Reply solely with the number of lines, in the records underneath, that include the word "NadoSubscribeMsg".

^^^^

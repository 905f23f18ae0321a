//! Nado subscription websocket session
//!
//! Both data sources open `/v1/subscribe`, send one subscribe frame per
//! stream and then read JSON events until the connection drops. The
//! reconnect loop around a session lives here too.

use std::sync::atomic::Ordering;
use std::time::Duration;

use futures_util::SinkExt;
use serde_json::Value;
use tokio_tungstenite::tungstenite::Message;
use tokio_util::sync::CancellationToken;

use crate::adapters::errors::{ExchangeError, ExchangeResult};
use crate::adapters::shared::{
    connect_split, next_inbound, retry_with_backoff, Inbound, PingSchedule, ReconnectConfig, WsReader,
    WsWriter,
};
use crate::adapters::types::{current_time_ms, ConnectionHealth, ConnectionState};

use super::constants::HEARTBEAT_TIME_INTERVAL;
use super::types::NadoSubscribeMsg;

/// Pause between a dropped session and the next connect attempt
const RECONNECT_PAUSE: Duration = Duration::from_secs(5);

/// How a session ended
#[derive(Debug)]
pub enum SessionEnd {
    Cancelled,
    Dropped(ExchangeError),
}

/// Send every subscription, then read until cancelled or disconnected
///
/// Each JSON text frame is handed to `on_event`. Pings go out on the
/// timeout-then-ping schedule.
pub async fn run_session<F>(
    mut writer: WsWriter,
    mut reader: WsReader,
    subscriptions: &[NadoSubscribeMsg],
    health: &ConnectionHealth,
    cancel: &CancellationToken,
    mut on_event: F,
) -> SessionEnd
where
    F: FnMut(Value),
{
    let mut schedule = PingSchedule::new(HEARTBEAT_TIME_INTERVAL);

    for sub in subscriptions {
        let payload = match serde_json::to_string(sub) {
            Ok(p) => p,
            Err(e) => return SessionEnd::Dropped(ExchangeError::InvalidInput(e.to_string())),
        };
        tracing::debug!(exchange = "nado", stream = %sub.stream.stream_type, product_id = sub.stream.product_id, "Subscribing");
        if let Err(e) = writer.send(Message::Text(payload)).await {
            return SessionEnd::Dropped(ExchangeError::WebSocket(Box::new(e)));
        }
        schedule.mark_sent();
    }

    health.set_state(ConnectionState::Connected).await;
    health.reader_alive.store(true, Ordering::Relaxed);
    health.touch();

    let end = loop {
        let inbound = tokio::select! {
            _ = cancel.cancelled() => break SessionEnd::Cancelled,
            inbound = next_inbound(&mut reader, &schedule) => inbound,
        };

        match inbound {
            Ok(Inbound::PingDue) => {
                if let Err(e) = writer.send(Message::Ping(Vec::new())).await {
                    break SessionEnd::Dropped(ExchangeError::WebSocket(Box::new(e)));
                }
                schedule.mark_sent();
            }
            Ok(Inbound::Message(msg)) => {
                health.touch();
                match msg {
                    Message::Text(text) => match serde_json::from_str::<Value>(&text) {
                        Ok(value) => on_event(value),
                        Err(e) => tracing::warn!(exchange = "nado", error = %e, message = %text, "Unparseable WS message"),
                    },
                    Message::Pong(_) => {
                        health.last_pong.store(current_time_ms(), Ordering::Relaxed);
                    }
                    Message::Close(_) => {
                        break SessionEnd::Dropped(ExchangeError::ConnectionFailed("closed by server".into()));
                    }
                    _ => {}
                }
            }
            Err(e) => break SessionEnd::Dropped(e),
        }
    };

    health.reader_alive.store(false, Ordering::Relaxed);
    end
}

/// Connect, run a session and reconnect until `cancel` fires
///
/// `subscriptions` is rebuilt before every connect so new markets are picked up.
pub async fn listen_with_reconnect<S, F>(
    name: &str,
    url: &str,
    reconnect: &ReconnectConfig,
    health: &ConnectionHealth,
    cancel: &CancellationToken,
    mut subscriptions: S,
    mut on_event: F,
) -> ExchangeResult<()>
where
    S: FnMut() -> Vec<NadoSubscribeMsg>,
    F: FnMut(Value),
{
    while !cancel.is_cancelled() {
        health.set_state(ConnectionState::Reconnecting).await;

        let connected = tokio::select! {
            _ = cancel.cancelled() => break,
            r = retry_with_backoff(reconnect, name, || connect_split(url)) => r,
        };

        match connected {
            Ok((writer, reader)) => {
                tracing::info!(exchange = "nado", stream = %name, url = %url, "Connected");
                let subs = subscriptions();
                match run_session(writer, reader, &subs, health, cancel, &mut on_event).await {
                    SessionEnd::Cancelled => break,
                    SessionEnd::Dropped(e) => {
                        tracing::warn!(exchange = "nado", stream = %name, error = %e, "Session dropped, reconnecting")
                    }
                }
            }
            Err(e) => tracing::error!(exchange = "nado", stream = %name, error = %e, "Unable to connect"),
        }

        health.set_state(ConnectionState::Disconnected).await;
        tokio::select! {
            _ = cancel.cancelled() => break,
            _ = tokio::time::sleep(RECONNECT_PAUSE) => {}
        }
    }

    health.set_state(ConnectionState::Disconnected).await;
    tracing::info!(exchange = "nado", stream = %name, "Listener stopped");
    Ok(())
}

^^^^

◆ **Written answer**
3